> **YOUR INSTRUCTIONS**: Tally the lines in the data below where the word "created" appears, and give the tally alone.

START RECORDED INFORMATION

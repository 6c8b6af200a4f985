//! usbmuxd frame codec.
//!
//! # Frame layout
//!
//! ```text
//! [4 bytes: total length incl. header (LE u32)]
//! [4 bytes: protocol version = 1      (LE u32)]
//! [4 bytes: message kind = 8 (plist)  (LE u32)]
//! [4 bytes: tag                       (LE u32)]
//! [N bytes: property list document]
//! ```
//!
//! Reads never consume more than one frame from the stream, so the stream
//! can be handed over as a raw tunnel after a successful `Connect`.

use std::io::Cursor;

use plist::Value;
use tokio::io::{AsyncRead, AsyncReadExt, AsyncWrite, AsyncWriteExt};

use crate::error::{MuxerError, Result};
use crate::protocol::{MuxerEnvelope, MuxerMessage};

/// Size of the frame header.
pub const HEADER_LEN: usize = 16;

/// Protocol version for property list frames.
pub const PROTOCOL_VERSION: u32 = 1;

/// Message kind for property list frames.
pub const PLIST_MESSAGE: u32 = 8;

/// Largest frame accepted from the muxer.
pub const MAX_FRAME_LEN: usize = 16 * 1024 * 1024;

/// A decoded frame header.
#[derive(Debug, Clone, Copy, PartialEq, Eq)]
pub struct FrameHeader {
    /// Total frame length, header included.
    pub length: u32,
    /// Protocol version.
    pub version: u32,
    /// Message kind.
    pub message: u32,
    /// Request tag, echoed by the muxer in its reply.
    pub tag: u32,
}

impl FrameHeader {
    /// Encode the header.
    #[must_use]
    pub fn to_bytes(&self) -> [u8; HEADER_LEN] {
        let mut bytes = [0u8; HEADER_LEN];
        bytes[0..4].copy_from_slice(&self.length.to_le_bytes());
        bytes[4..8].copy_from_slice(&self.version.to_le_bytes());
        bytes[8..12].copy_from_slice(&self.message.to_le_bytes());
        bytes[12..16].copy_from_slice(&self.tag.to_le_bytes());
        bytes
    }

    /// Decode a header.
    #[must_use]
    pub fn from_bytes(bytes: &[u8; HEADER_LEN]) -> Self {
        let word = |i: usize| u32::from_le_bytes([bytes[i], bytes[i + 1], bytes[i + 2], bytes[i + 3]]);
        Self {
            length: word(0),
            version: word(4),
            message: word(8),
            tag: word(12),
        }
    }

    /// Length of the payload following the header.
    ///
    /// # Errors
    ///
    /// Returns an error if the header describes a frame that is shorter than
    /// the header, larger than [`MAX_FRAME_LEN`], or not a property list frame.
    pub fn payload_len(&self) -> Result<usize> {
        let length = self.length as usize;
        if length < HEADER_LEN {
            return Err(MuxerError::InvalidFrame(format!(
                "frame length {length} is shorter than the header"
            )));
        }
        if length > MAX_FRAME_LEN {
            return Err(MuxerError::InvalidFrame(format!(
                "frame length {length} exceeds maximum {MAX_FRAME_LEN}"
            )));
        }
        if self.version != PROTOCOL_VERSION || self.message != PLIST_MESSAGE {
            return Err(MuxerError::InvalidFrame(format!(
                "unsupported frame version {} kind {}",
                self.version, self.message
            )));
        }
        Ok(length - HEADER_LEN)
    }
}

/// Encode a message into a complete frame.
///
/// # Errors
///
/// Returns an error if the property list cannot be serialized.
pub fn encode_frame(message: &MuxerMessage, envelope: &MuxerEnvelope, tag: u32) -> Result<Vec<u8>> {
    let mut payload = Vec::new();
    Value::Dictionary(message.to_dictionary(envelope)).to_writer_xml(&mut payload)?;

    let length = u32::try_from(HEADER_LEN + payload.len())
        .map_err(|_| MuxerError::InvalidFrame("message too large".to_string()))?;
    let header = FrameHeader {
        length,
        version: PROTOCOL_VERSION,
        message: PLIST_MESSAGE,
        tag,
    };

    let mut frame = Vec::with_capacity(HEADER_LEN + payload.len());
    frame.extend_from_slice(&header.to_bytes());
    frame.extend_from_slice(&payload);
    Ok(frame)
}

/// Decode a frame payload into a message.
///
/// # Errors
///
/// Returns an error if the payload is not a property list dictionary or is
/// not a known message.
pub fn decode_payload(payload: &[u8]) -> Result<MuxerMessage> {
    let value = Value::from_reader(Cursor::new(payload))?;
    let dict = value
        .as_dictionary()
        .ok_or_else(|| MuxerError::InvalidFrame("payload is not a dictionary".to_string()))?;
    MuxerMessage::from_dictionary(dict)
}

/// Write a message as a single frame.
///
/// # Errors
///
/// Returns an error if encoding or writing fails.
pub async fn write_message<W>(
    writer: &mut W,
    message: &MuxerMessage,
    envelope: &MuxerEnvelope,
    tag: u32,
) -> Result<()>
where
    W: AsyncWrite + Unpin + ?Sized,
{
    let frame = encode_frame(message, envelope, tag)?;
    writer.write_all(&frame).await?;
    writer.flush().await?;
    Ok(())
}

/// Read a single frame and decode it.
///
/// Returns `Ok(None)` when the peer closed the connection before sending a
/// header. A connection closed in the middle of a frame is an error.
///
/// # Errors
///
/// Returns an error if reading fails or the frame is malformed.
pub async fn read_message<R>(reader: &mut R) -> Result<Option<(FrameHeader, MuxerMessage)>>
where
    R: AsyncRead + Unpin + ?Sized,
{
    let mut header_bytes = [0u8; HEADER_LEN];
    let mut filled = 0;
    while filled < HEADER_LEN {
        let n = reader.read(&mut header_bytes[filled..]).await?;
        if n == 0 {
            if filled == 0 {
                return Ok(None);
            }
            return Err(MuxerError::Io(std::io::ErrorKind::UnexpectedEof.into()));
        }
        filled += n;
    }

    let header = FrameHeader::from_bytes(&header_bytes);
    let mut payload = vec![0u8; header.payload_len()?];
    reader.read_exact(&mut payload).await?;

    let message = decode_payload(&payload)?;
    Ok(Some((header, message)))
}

END RECORDED INFORMATION
START RECORDED INFORMATION

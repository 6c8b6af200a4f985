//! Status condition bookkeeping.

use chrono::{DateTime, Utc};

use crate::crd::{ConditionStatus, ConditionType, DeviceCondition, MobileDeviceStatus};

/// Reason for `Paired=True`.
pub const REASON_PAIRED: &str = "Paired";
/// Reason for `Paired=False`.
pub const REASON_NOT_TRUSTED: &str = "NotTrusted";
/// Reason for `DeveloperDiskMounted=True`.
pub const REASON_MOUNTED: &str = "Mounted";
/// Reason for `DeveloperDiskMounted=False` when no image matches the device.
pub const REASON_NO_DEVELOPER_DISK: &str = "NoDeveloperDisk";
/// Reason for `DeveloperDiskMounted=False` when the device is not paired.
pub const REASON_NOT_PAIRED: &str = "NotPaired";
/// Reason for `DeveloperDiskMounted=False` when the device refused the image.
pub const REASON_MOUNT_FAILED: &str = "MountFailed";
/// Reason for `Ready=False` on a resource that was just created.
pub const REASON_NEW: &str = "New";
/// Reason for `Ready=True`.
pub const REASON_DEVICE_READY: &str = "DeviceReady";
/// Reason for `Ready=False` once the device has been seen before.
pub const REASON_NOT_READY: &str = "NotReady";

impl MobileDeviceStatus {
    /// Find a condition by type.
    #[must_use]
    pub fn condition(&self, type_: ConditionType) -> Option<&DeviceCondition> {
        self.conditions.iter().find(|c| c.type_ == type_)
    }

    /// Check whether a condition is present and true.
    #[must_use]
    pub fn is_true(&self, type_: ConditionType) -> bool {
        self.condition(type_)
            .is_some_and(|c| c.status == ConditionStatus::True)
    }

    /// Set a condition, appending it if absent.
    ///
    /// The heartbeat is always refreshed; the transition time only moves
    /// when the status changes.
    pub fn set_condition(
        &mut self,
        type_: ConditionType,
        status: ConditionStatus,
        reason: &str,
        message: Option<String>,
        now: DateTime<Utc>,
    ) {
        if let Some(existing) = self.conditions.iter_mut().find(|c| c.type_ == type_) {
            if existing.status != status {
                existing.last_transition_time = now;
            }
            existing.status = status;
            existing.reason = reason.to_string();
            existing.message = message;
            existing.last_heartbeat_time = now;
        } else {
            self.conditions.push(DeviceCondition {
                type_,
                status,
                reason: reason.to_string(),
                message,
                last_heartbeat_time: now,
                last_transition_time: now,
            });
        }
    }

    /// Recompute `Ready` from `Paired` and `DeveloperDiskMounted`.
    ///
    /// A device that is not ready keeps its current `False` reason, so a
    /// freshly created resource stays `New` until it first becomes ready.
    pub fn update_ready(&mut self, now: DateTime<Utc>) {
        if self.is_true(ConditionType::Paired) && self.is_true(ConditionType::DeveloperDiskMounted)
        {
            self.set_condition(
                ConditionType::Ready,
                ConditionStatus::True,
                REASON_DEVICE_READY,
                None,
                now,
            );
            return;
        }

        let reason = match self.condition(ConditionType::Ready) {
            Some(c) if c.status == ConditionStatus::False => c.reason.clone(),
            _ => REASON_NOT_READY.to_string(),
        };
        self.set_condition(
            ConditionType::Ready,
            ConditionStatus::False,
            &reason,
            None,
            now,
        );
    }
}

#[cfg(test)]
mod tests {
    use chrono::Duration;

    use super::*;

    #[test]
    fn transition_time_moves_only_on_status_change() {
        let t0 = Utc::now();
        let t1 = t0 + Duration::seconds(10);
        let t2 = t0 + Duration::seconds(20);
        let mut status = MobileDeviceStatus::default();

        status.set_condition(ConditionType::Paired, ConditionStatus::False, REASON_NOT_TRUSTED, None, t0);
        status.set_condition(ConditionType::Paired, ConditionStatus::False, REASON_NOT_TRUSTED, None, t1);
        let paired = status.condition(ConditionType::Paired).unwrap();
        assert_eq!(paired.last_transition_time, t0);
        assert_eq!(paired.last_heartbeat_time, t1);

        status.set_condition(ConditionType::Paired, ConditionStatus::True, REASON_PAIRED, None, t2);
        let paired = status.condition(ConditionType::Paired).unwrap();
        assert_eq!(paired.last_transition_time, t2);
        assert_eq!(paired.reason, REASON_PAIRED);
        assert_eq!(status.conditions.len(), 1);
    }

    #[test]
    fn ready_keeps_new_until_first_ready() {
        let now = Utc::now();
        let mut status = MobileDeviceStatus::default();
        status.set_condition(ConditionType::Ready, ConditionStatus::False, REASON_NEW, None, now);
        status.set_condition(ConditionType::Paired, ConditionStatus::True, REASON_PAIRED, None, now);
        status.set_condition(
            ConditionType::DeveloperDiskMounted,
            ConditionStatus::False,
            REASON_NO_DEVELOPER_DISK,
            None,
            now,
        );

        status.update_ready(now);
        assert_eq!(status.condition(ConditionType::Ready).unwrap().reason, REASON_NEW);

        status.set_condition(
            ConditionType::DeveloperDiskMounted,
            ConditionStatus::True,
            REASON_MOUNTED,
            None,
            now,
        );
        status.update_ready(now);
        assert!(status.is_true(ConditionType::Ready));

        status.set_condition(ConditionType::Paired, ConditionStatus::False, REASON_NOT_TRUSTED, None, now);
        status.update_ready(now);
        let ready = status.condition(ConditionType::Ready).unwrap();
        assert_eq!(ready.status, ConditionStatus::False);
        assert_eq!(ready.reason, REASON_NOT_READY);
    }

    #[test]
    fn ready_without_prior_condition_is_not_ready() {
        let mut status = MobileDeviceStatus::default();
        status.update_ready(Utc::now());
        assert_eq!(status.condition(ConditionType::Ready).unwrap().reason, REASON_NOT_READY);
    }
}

END RECORDED INFORMATION
START RECORDED INFORMATION

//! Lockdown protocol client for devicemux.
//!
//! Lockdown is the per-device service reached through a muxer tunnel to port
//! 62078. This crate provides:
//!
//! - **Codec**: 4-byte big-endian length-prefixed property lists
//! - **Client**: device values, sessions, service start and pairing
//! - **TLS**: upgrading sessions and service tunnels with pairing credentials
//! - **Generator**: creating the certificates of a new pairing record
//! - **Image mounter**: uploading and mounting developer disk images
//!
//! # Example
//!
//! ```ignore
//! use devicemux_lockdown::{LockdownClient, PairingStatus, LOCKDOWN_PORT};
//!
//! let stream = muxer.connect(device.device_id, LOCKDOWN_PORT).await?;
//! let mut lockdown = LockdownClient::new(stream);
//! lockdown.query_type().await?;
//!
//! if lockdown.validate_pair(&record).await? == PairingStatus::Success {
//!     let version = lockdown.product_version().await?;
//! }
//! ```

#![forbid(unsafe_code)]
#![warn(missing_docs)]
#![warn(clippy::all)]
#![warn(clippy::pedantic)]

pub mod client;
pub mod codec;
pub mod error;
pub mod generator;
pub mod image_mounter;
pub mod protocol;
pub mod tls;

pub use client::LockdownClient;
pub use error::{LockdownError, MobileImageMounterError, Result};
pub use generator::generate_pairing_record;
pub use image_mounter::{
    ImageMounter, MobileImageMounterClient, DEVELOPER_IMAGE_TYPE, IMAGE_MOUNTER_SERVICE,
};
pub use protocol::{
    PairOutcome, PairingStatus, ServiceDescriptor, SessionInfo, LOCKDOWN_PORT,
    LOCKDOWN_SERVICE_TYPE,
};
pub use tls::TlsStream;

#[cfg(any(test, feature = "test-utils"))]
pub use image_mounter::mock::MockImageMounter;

END RECORDED INFORMATION

> **TASK RESPONSE**: 2